The final steps are to calculate the validation statistics by calling :py:func:`Validation.validate_records`. This returns 
a count of the number of validations returned (``n_valid``) and a dictionary structure (``valid_stats``) containing the 
validation results. If there is at least one validation result, then the results are saved to both an ASCII and a binary 
file for post-procesing. A separate record is produced for each integrated wave parameter for the current wavebuoy being 
processed.

.. literalinclude:: ../examples/datarmor_insitutac_validate.py
  :lines: 101-115

The interface section allows the script to be run from the command line or to be called from within another script. This feature is used to automate the processing of a large number of wavebuoy locations using the methods described in the following section.

.. literalinclude:: ../examples/datarmor_insitutac_validate.py
  :lines: 116-120

To run the script from the command line use:

.. code-block:: bash

  $ python3 datarmor_insitutac_validate.py -p path/to/output/directory -f records_file.csv -n record_nmber

e.g.

.. code-block:: bash

  $ python3 datarmor_insitutac_validate.py -p ../data/VALIDATION/RSCD_v3 -f validation_site.csv -n 9

will write the output to the absolute directory ``../data/VALIDATION/RSCD_v3``, the input file containing the list of 
unique model/observation matches is ``validation_sites.csv``, and record number 9 is to be processed (it must be 
remembered that python counts from 0 not 1, *i.e.* -n 0 processes the first record in the file, -n 9 processes the 
10 :superscript:`th` record in the file).

.. note::
  For this script to be callable from another function its permissions need to be set to executable,
  *e.g.* apply ``chmod a+x datarmor_insitutac_validate.py`` to the script.

Generate PBS job scripts and submit to queue
############################################

To run the ``datarmor_insitutac_validate.py`` processing script on a Datarmor processing node it needs to be submitted 
to the job queue using a qsub call. The ``datarmor_insitutac_validate.py`` needs to be run in an anaconda shell environment, so this needs to be set up in the script submitted by the qsub call. Within the script the compute node 
resources need to be requested (*i.e.* the amount of memory required and the time required to run the process). It should be noted that if insufficient resources or walltime are requested the job will end without completion, so it pays to over-estimate the resource requirements, to avoid needing to rerun a process. 

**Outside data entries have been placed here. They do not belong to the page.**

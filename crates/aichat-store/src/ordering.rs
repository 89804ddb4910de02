//! List surgery for the newest-first message view.
//!
//! Every helper here keeps `messages` sorted by `created_at` descending and
//! free of duplicate ids.

use uuid::Uuid;

use aichat_types::chat::ChatMessage;

pub(crate) fn is_newest_first(messages: &[ChatMessage]) -> bool {
    messages.windows(2).all(|w| w[0].created_at >= w[1].created_at)
}

/// Insert `message` at its time position, replacing any entry with the same id.
///
/// Equal timestamps go after the existing ones, so inserting an answer
/// before its query keeps the answer on top.
pub(crate) fn insert_sorted(messages: &mut Vec<ChatMessage>, message: ChatMessage) -> bool {
    let existed = remove_id(messages, &message);
    let pos = messages.partition_point(|m| m.created_at >= message.created_at);
    messages.insert(pos, message);
    !existed
}

fn remove_id(messages: &mut Vec<ChatMessage>, message: &ChatMessage) -> bool {
    match messages.iter().position(|m| m.id == message.id) {
        Some(pos) => {
            messages.remove(pos);
            true
        }
        None => false,
    }
}

/// Merge a fetched page. Returns how many ids were new.
pub(crate) fn merge(messages: &mut Vec<ChatMessage>, fetched: Vec<ChatMessage>) -> usize {
    fetched
        .into_iter()
        .map(|m| insert_sorted(messages, m))
        .filter(|added| *added)
        .count()
}

/// Drop both optimistic entries of one send. Returns how many were removed.
pub(crate) fn remove_send(messages: &mut Vec<ChatMessage>, client_id: Uuid) -> usize {
    let before = messages.len();
    messages.retain(|m| m.id.client_id() != Some(client_id));
    before - messages.len()
}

To automate the processing of a large number of wavebuoys, a separate PBS script is required. The approcach taken to 
facillitate this is to define a base PBD script that contains the common components, and can be modified to provide the specific information for each job. 

The following PBS job script (``base_insitutac.pbs``) was used as the basis for generating the individual job submissions:

.. literalinclude:: ../examples/base_insitutac.pbs
  :linenos:
  :caption: base_insitutac.pbs

Line 1 sets the shell environment, lines 3 and 4 request the compute node resources, line 6 changes to a conda shell, 
line 7 activates the conda environment ``buoyvalid`` (as described above), line 8 changes to the location of the python 
scripts on the users datawork space, and line 9 gives the common components of the call to run the 
``datarmor_insitutac_validate.py`` script. Line 9 is missing the required -n input option, so this will return an error 
if submitted as is. The following script used to generate the PBS jobs adds the required record number to the call.
 
.. note::

  The conda environment **buoyvalid** needs to be replaced with the environment you have set up.

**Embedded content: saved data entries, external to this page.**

//! Client tests against a fake backend served by axum on an ephemeral port.

use std::sync::atomic::{AtomicUsize, Ordering};
use std::sync::{Arc, Mutex};

use axum::extract::{Path, RawQuery, State};
use axum::http::{HeaderMap, StatusCode, header};
use axum::response::{IntoResponse, Response};
use axum::routing::{get, post};
use axum::{Json, Router};
use serde_json::{Value, json};
use uuid::Uuid;

use aichat_api::{ApiError, AuthSession, DEFAULT_TIMEOUT, StrapiBackend, StrapiClient};
use aichat_db::Database;
use aichat_store::{
    ConversationStore, Dispatcher, IdentityProvider, LoadOutcome, SendState,
};
use aichat_types::api::{NewMessage, ProfileUpdate};
use aichat_types::chat::MessageId;

const JWT: &str = "jwt-mia";

#[derive(Default)]
struct Recorded {
    queries: Mutex<Vec<String>>,
    bodies: Mutex<Vec<Value>>,
    unauthorized: AtomicUsize,
}

type Shared = Arc<Recorded>;

fn user_json(username: &str) -> Value {
    json!({
        "id": 7,
        "documentId": "user-7",
        "username": username,
        "email": "mia@example.com",
        "provider": "local",
        "confirmed": true,
        "blocked": false,
        "userIconUrl": null,
        "createdAt": "2025-03-01T09:00:00.000Z",
        "updatedAt": "2025-03-01T09:00:00.000Z",
        "publishedAt": "2025-03-01T09:00:00.000Z"
    })
}

fn strapi_error(status: StatusCode, name: &str, message: &str) -> Response {
    (
        status,
        Json(json!({
            "data": null,
            "error": { "status": status.as_u16(), "name": name, "message": message }
        })),
    )
        .into_response()
}

fn authorized(headers: &HeaderMap) -> bool {
    headers
        .get(header::AUTHORIZATION)
        .and_then(|v| v.to_str().ok())
        == Some(format!("Bearer {}", JWT).as_str())
}

async fn login(Json(body): Json<Value>) -> Response {
    if body["identifier"] == "mia@example.com" && body["password"] == "secret" {
        Json(json!({ "jwt": JWT, "user": user_json("mia") })).into_response()
    } else {
        strapi_error(
            StatusCode::BAD_REQUEST,
            "ValidationError",
            "Invalid identifier or password",
        )
    }
}

async fn register(Json(body): Json<Value>) -> Response {
    let username = body["username"].as_str().unwrap_or_default().to_string();
    Json(json!({ "jwt": JWT, "user": user_json(&username) })).into_response()
}

async fn provider_callback(Path(provider): Path<String>, RawQuery(query): RawQuery) -> Response {
    if provider == "google" && query.as_deref() == Some("access_token=tok") {
        Json(json!({ "jwt": JWT, "user": user_json("mia") })).into_response()
    } else {
        strapi_error(StatusCode::UNAUTHORIZED, "UnauthorizedError", "bad provider token")
    }
}

async fn me(headers: HeaderMap) -> Response {
    if authorized(&headers) {
        Json(user_json("mia")).into_response()
    } else {
        strapi_error(StatusCode::UNAUTHORIZED, "UnauthorizedError", "Missing or invalid credentials")
    }
}

async fn update_me(headers: HeaderMap, Json(body): Json<Value>) -> Response {
    if !authorized(&headers) {
        return strapi_error(StatusCode::UNAUTHORIZED, "UnauthorizedError", "Missing or invalid credentials");
    }
    let username = body["data"]["username"].as_str().unwrap_or("mia").to_string();
    Json(user_json(&username)).into_response()
}

async fn characters(
    State(shared): State<Shared>,
    headers: HeaderMap,
    RawQuery(query): RawQuery,
) -> Response {
    shared.queries.lock().unwrap().push(query.unwrap_or_default());
    if !authorized(&headers) {
        shared.unauthorized.fetch_add(1, Ordering::SeqCst);
        return strapi_error(StatusCode::UNAUTHORIZED, "UnauthorizedError", "Missing or invalid credentials");
    }
    Json(json!({
        "data": [
            {
                "id": 1,
                "documentId": "char-1",
                "name": "Rin",
                "introduce": "Your study buddy",
                "coverUrl": "https://cdn.example.com/rin.png",
                "createdAt": "2025-01-01T00:00:00.000Z",
                "updatedAt": "2025-01-01T00:00:00.000Z"
            }
        ],
        "meta": {}
    }))
    .into_response()
}

async fn conversations(State(shared): State<Shared>, RawQuery(query): RawQuery) -> Json<Value> {
    shared.queries.lock().unwrap().push(query.unwrap_or_default());
    Json(json!({
        "data": [
            {
                "id": 12,
                "documentId": "rec-answer",
                "query": "hello",
                "answer": "Hello *there*",
                "message_id": "m-1",
                "createdAt": "2025-03-01T10:00:00.000Z",
                "updatedAt": "2025-03-01T10:00:05.000Z"
            },
            {
                "id": 11,
                "documentId": "rec-query",
                "query": "hello",
                "message_id": "m-1",
                "user": user_json("mia"),
                "createdAt": "2025-03-01T10:00:00.000Z",
                "updatedAt": "2025-03-01T10:00:00.000Z"
            }
        ],
        "meta": { "pagination": { "page": 1, "pageSize": 20, "pageCount": 2, "total": 21 } }
    }))
}

async fn create_message(State(shared): State<Shared>, Json(body): Json<Value>) -> Response {
    shared.bodies.lock().unwrap().push(body.clone());
    let data = &body["data"];
    if data["query"] == "fail" {
        return strapi_error(StatusCode::BAD_GATEWAY, "ApplicationError", "model unavailable");
    }
    let message_id = data["message_id"].clone();
    let query = data["query"].clone();
    Json(json!({
        "data": [
            {
                "id": 21,
                "documentId": "new-query",
                "query": query,
                "message_id": message_id,
                "createdAt": "2025-03-01T11:00:00.000Z",
                "updatedAt": "2025-03-01T11:00:00.000Z"
            },
            {
                "id": 22,
                "documentId": "new-answer",
                "query": query,
                "answer": "**Noted.**",
                "message_id": message_id,
                "createdAt": "2025-03-01T11:00:00.000Z",
                "updatedAt": "2025-03-01T11:00:02.000Z"
            }
        ]
    }))
    .into_response()
}

async fn spawn_backend() -> (String, Shared) {
    let shared = Shared::default();
    let app = Router::new()
        .route("/api/auth/local", post(login))
        .route("/api/auth/local/register", post(register))
        .route("/api/auth/{provider}/callback", get(provider_callback))
        .route("/api/users/me", get(me).put(update_me))
        .route("/api/ai-characters", get(characters))
        .route("/api/chat-conversations", get(conversations))
        .route("/api/chat-conversations/create-message", post(create_message))
        .with_state(shared.clone());

    let listener = tokio::net::TcpListener::bind("127.0.0.1:0").await.unwrap();
    let addr = listener.local_addr().unwrap();
    tokio::spawn(async move {
        axum::serve(listener, app).await.unwrap();
    });
    (format!("http://{}", addr), shared)
}

async fn signed_in_session() -> (AuthSession, Shared, Arc<Database>) {
    let (url, shared) = spawn_backend().await;
    let db = Arc::new(Database::open_in_memory().unwrap());
    let client = StrapiClient::new(&url, DEFAULT_TIMEOUT).unwrap();
    let session = AuthSession::new(client, Some(db.clone()));
    session.sign_in("mia@example.com", "secret").await.unwrap();
    (session, shared, db)
}

#[tokio::test]
async fn sign_in_stores_token_and_profile() {
    let (session, _, db) = signed_in_session().await;

    assert!(session.is_signed_in());
    assert_eq!(session.client().token().as_deref(), Some(JWT));
    assert_eq!(session.current_user().unwrap().username, "mia");

    let stored = db.load_session().unwrap().unwrap();
    assert_eq!(stored.jwt, JWT);
    assert_eq!(stored.user.document_id, "user-7");
}

#[tokio::test]
async fn rejected_login_reports_backend_message() {
    let (url, _) = spawn_backend().await;
    let session = AuthSession::new(StrapiClient::new(&url, DEFAULT_TIMEOUT).unwrap(), None);

    let err = session.sign_in("mia@example.com", "wrong").await.unwrap_err();
    match err {
        ApiError::Strapi { status, name, message } => {
            assert_eq!(status, 400);
            assert_eq!(name, "ValidationError");
            assert_eq!(message, "Invalid identifier or password");
        }
        other => panic!("unexpected error {:?}", other),
    }
    assert!(!session.is_signed_in());
}

#[tokio::test]
async fn provider_sign_in_and_register() {
    let (url, _) = spawn_backend().await;
    let session = AuthSession::new(StrapiClient::new(&url, DEFAULT_TIMEOUT).unwrap(), None);

    let user = session.sign_in_with_provider("google", "tok").await.unwrap();
    assert_eq!(user.username, "mia");

    // A failed provider exchange is an auth-route 401: no sign-out side effects.
    let err = session.sign_in_with_provider("google", "nope").await.unwrap_err();
    assert!(matches!(err, ApiError::Unauthorized(_)));
    assert!(session.is_signed_in());

    let user = session.register("noa", "noa@example.com", "secret").await.unwrap();
    assert_eq!(user.username, "noa");
}

#[tokio::test]
async fn restore_revalidates_stored_session() {
    let (session, _, db) = signed_in_session().await;
    let url = session.client().api_url().trim_end_matches("/api").to_string();

    let fresh = AuthSession::new(StrapiClient::new(&url, DEFAULT_TIMEOUT).unwrap(), Some(db.clone()));
    assert!(fresh.restore().await);
    assert_eq!(fresh.current_user().unwrap().username, "mia");

    db.save_session("expired", &session.current_user().unwrap()).unwrap();
    let stale = AuthSession::new(StrapiClient::new(&url, DEFAULT_TIMEOUT).unwrap(), Some(db.clone()));
    assert!(!stale.restore().await);
    assert!(!stale.is_signed_in());
    assert!(stale.client().token().is_none());
}

#[tokio::test]
async fn profile_refresh_and_update() {
    let (session, _, db) = signed_in_session().await;

    let user = session
        .update_profile(ProfileUpdate {
            username: Some("mia-chan".into()),
            ..Default::default()
        })
        .await
        .unwrap();
    assert_eq!(user.username, "mia-chan");
    assert_eq!(session.current_user().unwrap().username, "mia-chan");
    assert_eq!(db.load_session().unwrap().unwrap().user.username, "mia-chan");

    let user = session.refresh_profile().await.unwrap();
    assert_eq!(user.username, "mia");
}

#[tokio::test]
async fn sign_out_clears_everything() {
    let (session, _, db) = signed_in_session().await;
    session.sign_out().await;

    assert!(!session.is_signed_in());
    assert!(session.client().token().is_none());
    assert!(db.load_session().unwrap().is_none());
    assert!(matches!(
        session.refresh_profile().await,
        Err(ApiError::NotSignedIn)
    ));
}

#[tokio::test]
async fn unauthorized_on_protected_route_signs_out() {
    let (session, shared, _) = signed_in_session().await;
    session.client().set_token(Some("revoked".into()));

    let err = session.client().list_characters().await.unwrap_err();
    assert!(matches!(err, ApiError::Unauthorized(_)));
    assert_eq!(err.status(), Some(401));
    assert_eq!(shared.unauthorized.load(Ordering::SeqCst), 1);
    assert!(session.client().token().is_none());
    assert!(session.current_user().is_none());
}

#[tokio::test]
async fn listing_query_keeps_star_literal() {
    let (session, shared, _) = signed_in_session().await;
    let page = session
        .client()
        .list_conversations("char-1", "user-7", 1, 20)
        .await
        .unwrap();
    assert_eq!(page.data.len(), 2);
    assert_eq!(page.pagination().page_count, 2);

    let characters = session.client().list_characters().await.unwrap();
    assert_eq!(characters[0].name, "Rin");

    let queries = shared.queries.lock().unwrap();
    let listing = &queries[0];
    assert!(listing.contains("filters%5Bai_character%5D%5BdocumentId%5D%5B%24eq%5D=char-1"));
    assert!(listing.contains("filters%5Buser%5D%5BdocumentId%5D%5B%24eq%5D=user-7"));
    assert!(listing.contains("sort=createdAt%3Adesc"));
    assert!(listing.contains("pagination%5Bpage%5D=1"));
    assert!(listing.ends_with("populate=*"));
    assert_eq!(queries[1], "populate=*");
}

#[tokio::test]
async fn create_message_posts_enveloped_body() {
    let (session, shared, _) = signed_in_session().await;
    let [query, answer] = session
        .client()
        .create_message(
            "char-1",
            NewMessage {
                query: "remember this".into(),
                message_id: "client-1".into(),
            },
        )
        .await
        .unwrap();
    assert!(!query.is_answer());
    assert!(answer.is_answer());

    let bodies = shared.bodies.lock().unwrap();
    assert_eq!(
        bodies[0],
        json!({ "data": { "character_id": "char-1", "query": "remember this", "message_id": "client-1" } })
    );
}

#[tokio::test]
async fn store_round_trip_through_http() {
    let (session, _, _) = signed_in_session().await;
    let identity: Arc<dyn IdentityProvider> = Arc::new(session.clone());
    let backend = Arc::new(StrapiBackend::new(session.client().clone(), identity.clone()));
    let store = ConversationStore::new(backend, identity, Dispatcher::new());

    let outcome = store.load_initial("char-1").await.unwrap();
    assert_eq!(outcome, LoadOutcome::Applied { count: 2 });
    let snap = store.snapshot();
    assert_eq!(snap.messages[0].id, MessageId::Server("rec-answer".into()));
    assert!(!snap.messages[0].author.is_user());
    assert_eq!(snap.messages[1].id, MessageId::Server("rec-query".into()));
    assert!(snap.messages[1].author.is_user());
    assert!(snap.has_more);

    let client_id = Uuid::new_v4();
    let exchange = store
        .send_message("char-1", "remember this", client_id)
        .await
        .unwrap();
    assert_eq!(exchange.answer.text, "**Noted.**");
    // The query record carries no user relation; it is attributed to the session user.
    assert_eq!(exchange.query.author.name(), "mia");
    assert!(matches!(
        store.send_state(client_id),
        Some(SendState::Confirmed { .. })
    ));

    let before = store.snapshot().messages;
    let failed = Uuid::new_v4();
    let err = store.send_message("char-1", "fail", failed).await.unwrap_err();
    assert!(err.to_string().contains("model unavailable"));
    assert_eq!(store.snapshot().messages, before);
}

  You must replace **USER** must be with your user name, **pycode** with the location of your python scripts, 
  **VALIDATION/RSCD_v3** with the location you want the results to be output too, and **validation_sites.csv** with the 
  name of the CSV file used for input.
  
  The output directory must exist, and the records CSV file must exist in the output directory.
  
The script ``generate_validation_batch_jobs.py`` is used to generate and submit a PBS job for records in the CSV matched 
data records file. The default PBS script ``base_insitutac.pbs``, described above, is modified to match the record being 
processed. It is assumed that each record in the CSV file represents a unique wavebuoy, the data processing script called 
generates the set of separate year/month records required for processing a given buoy.

The only line in ``base_insitutac.pbs`` that needs to be modified is the last line which calls python processing script; 
the record number to be processed is added as in input option to the call. A new PBS job script is generated with the record number appended, then submitted to the job queue using the ``qsub`` command.

A subset of the records can be processed by setting the ``start_rec`` and ``num_recs`` values in this script before running it. The ``num_recs`` must not be greater than the number of records in the CSV file. This feature can be used to re-run processes that failed. 

.. literalinclude:: ../examples/generate_validation_batch_jobs.py
  :linenos:
  :caption: generate_validation_batch_jobs.py

Post-process validation results
###############################

.. literalinclude:: ../examples/process_insitutac_stats.py
  :linenos:
  :caption: process_insitutac_stats.py